凡是经历过许多艰难挫折的人,都能想起一些日子和时刻,一些几乎难以觉察的细节,转折便是从那时开始,风向也是从那时改变的;这些先兆或警告完全不是偶然的,它们只是后果,是准备进入生活的事物的开始显现,正在暗中观望的、已经存在的事物的初次暴露。我们却不理会这些心理预兆,嘲笑它们,仿佛看到别人撒落了盐碟或者弄熄了蜡烛,因为我们总是违背事实,夸大个人的独立性,骄傲地指望自己驾驭自己的生活。
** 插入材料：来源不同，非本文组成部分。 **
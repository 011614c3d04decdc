//! Command dispatcher.
//!
//! Records inbound messages, runs the parsed command against the store, and
//! produces the reply text. User mistakes become reply text; only storage
//! failures are returned as errors.

use std::sync::Arc;

use tracing::debug;

use memobot_core::config::MemobotConfig;
use memobot_core::types::{
    InboundMessage, KeyValueRecord, LookupScope, MessageId, MessageRecord, Offset, UserId,
};
use memobot_storage::{BotStore, KeywordIndexer, KeywordSearch, StoreError};

use crate::answer::{AnswerProvider, NoAnswerProvider};
use crate::error::CommandError;
use crate::parser::{parse, Command};
use crate::response;
use crate::retry::RetryPolicy;

/// Dispatcher knobs taken from the config file.
#[derive(Debug, Clone)]
pub struct DispatchSettings {
    pub scope: LookupScope,
    pub max_results: usize,
    pub snippet_chars: usize,
    pub history_default: u32,
    pub history_max: u32,
    pub store_commands: bool,
    pub ask_fallback: String,
}

impl DispatchSettings {
    pub fn from_config(config: &MemobotConfig) -> Self {
        Self {
            scope: config.search.scope,
            max_results: config.search.max_results,
            snippet_chars: config.index.snippet_chars,
            history_default: config.history.default_limit,
            history_max: config.history.max_limit,
            store_commands: config.cycle.store_commands,
            ask_fallback: config.ask.fallback_reply.clone(),
        }
    }
}

impl Default for DispatchSettings {
    fn default() -> Self {
        Self::from_config(&MemobotConfig::default())
    }
}

pub struct Dispatcher {
    store: Arc<dyn BotStore>,
    indexer: KeywordIndexer,
    search: KeywordSearch,
    answers: Box<dyn AnswerProvider>,
    retry: RetryPolicy,
    settings: DispatchSettings,
}

impl Dispatcher {
    pub fn new(
        store: Arc<dyn BotStore>,
        answers: Box<dyn AnswerProvider>,
        config: &MemobotConfig,
    ) -> Self {
        Self {
            indexer: KeywordIndexer::new(Arc::clone(&store), &config.index),
            search: KeywordSearch::new(Arc::clone(&store), &config.index),
            store,
            answers,
            retry: RetryPolicy::from_config(&config.cycle),
            settings: DispatchSettings::from_config(config),
        }
    }

    /// Dispatcher with default config and no answer provider.
    pub fn with_defaults(store: Arc<dyn BotStore>) -> Self {
        Self::new(store, Box::new(NoAnswerProvider), &MemobotConfig::default())
    }

    pub fn with_retry(mut self, retry: RetryPolicy) -> Self {
        self.retry = retry;
        self
    }

    /// Handle one inbound message end to end. Returns the reply, if any.
    ///
    /// Every write is an overwrite keyed by deterministic ids, so the whole
    /// handler is retried on transient storage errors.
    pub async fn handle(
        &self,
        update_id: Offset,
        message: &InboundMessage,
    ) -> Result<Option<String>, StoreError> {
        self.retry
            .run("handle_message", || self.handle_once(update_id, message))
            .await
    }

    async fn handle_once(
        &self,
        update_id: Offset,
        message: &InboundMessage,
    ) -> Result<Option<String>, StoreError> {
        if message.text.trim().is_empty() {
            debug!(update_id, user_id = message.user_id, "Skipping message without text");
            return Ok(None);
        }

        let parsed = parse(&message.text);
        let is_command = parsed.as_ref().map_or(true, Command::is_command);
        if !is_command || self.settings.store_commands {
            self.record(update_id, message)?;
        }

        let reply = match parsed {
            Ok(command) => self.dispatch(message, &command).await?,
            Err(usage) => reject(message.user_id, CommandError::from(usage)),
        };
        Ok(Some(reply))
    }

    /// Append a message to the store and index its keywords.
    pub fn record(&self, update_id: Offset, message: &InboundMessage) -> Result<(), StoreError> {
        let record = MessageRecord::from_inbound(update_id, message);
        self.store.append_message(&record)?;
        self.indexer.index(
            &record.message_id,
            record.user_id,
            record.created_at,
            &record.text,
        )?;
        debug!(update_id, message_id = %record.message_id, "Message recorded");
        Ok(())
    }

    /// Run a parsed command and render its reply.
    pub async fn dispatch(
        &self,
        message: &InboundMessage,
        command: &Command,
    ) -> Result<String, StoreError> {
        let user_id = message.user_id;
        debug!(user_id, command = command.name(), "Dispatching command");

        let reply = match command {
            Command::Start => response::welcome(message.sender_name.as_deref()),
            Command::Hello => response::greeting(message.sender_name.as_deref()),
            Command::Help => response::HELP_TEXT.to_string(),
            Command::Echo { text } => text.clone(),
            Command::Save { key, value } => {
                self.store.put_value(&KeyValueRecord {
                    user_id,
                    key: key.clone(),
                    value: value.clone(),
                    updated_at: message.timestamp.timestamp(),
                })?;
                response::saved(key)
            }
            Command::Get { key } => match self.store.get_value(user_id, key)? {
                Some(record) => response::value(&record.key, &record.value),
                None => reject(user_id, CommandError::KeyNotFound(key.clone())),
            },
            Command::List => response::key_list(&self.store.list_keys(user_id)?),
            Command::History { limit } => {
                let limit = limit
                    .unwrap_or(self.settings.history_default)
                    .min(self.settings.history_max);
                let messages = self.store.recent_messages(user_id, limit)?;
                response::history(&messages, self.settings.snippet_chars)
            }
            Command::GetId { message_id } => match self.find_visible(user_id, message_id)? {
                Some(record) => response::message(&record),
                None => reject(user_id, CommandError::MessageNotFound(message_id.to_string())),
            },
            Command::Search { keyword } => {
                let results = self.search.search(
                    keyword,
                    self.scope_filter(user_id),
                    self.settings.max_results,
                )?;
                response::search_results(
                    keyword,
                    &results,
                    self.settings.scope == LookupScope::User,
                    self.settings.snippet_chars,
                )
            }
            Command::Ask { question } => self
                .answers
                .ask(question)
                .await
                .unwrap_or_else(|| self.settings.ask_fallback.clone()),
            Command::Unknown { name } => response::unknown_command(name),
            Command::Plain => response::PLAIN_REPLY.to_string(),
        };
        Ok(reply)
    }

    fn scope_filter(&self, user_id: UserId) -> Option<UserId> {
        match self.settings.scope {
            LookupScope::Global => None,
            LookupScope::User => Some(user_id),
        }
    }

    fn find_visible(
        &self,
        user_id: UserId,
        message_id: &MessageId,
    ) -> Result<Option<MessageRecord>, StoreError> {
        let found = self.store.find_message(message_id)?;
        Ok(match self.scope_filter(user_id) {
            Some(owner) => found.filter(|record| record.user_id == owner),
            None => found,
        })
    }
}

fn reject(user_id: UserId, err: CommandError) -> String {
    debug!(user_id, error = %err, "Command rejected");
    err.to_string()
}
在我们的朋友们动身的前夕,他们和另外三四个亲密友人聚集在我们家里。他们要坐早上七点钟的火车走,睡觉太没意思了,大家希望在一起更好地度过这最后几个小时。起先大家很起劲,情绪显得激动,这是每当分离时必然会有的现象,但逐渐乌云笼罩了大家的心……谈话变得索然无味,大家有些不自在,杯中的酒也失去了香味,勉强说笑并不能带来欢乐。有人看到天色发亮,拉开窗帷,青白色的光线射在各人脸上,像库图尔22画中一群饮酒作乐的罗马人。
大家闷闷不乐,忧郁憋得我喘不出气。
我的妻坐在不大的沙发上,图奇科夫的小女儿跪在她前面,把脸埋在她的胸口——她把这个女孩子称作“我的心灵的康素埃洛”23。她热爱我的妻,离开她到偏僻的乡村去是出于无奈。她的姐姐忧郁地站在旁边。康素埃洛一边哭,一边小声说着什么;玛·费忧郁地坐在离她们两步远的地方,一言不发,她早已习惯了向命运屈服,她了解生活,在她的目光中只是简单的“别了”,而从两位少女的眼泪中透露的却是“再见”。
后来我们去送他们。高大空旷的石造车站里寒冷彻骨,门砰砰作响,猛烈地开关着,穿堂风从四面吹入。我们坐在墙角的一张长凳上,图奇科夫正忙着照看行李。突然门开了,两个喝醉的老汉吵吵闹闹走进候车室。他们的衣服沾满了污泥,脸上的肌肉扭歪了,给人一种粗野放荡的印象。他们进屋时边走边骂,一个想揍另一个,另一个闪开了,却挥起拳头,用尽全力,正打在那人脸上,老头子喝醉了,一个踉跄倒在地下,头撞在石板上,发出了尖厉刺耳的响声;他大喊一声,抬起了头,血流在花白的头发和石板上。警察和旅客大吃一惊,赶紧把另一个老人拦住。